*Work request*:
Type out all the data below, word for word.

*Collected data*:
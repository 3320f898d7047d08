// tcp-crypto: Hybrid verification policy
// Deployment-wide, never per-request: strict requires both the lattice
// signature and the classical tag inside a v3 proof; permissive accepts
// either.

use serde::{Deserialize, Serialize};

/// How the two authenticators inside a v3 proof blob combine.
#[derive(Debug, Clone, Copy, PartialEq, Eq, Default, Serialize, Deserialize)]
#[serde(rename_all = "lowercase")]
pub enum HybridMode {
    /// Both the Dilithium signature and the classical tag must verify
    #[default]
    Strict,
    /// Either authenticator suffices (transition deployments)
    Permissive,
}

/// Deployment-wide integrity settings.
#[derive(Debug, Clone, Copy, PartialEq, Eq, Default, Serialize, Deserialize)]
pub struct IntegrityConfig {
    /// Deny v2 descriptors with `VariantDeprecated` once the deprecation
    /// window closes
    pub pq_required: bool,
    pub hybrid: HybridMode,
}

*Output for this exercise*:
repository 3320f898d7047d08
// tcp-crypto: Hybrid verification policy
// Deployment-wide, never per-request: strict requires both the lattice
// signature and the classical tag inside a v3 proof; permissive accepts
// either.

use serde::{Deserialize, Serialize};

/// How the two authenticators inside a v3 proof blob combine.
#[derive(Debug, Clone, Copy, PartialEq, Eq, Default, Serialize, Deserialize)]
#[serde(rename_all = "lowercase")]
pub enum HybridMode {
    /// Both the Dilithium signature and the classical tag must verify
    #[default]
    Strict,
    /// Either authenticator suffices (transition deployments)
    Permissive,
}

/// Deployment-wide integrity settings.
#[derive(Debug, Clone, Copy, PartialEq, Eq, Default, Serialize, Deserialize)]
pub struct IntegrityConfig {
    /// Deny v2 descriptors with `VariantDeprecated` once the deprecation
    /// window closes
    pub pq_required: bool,
    pub hybrid: HybridMode,
}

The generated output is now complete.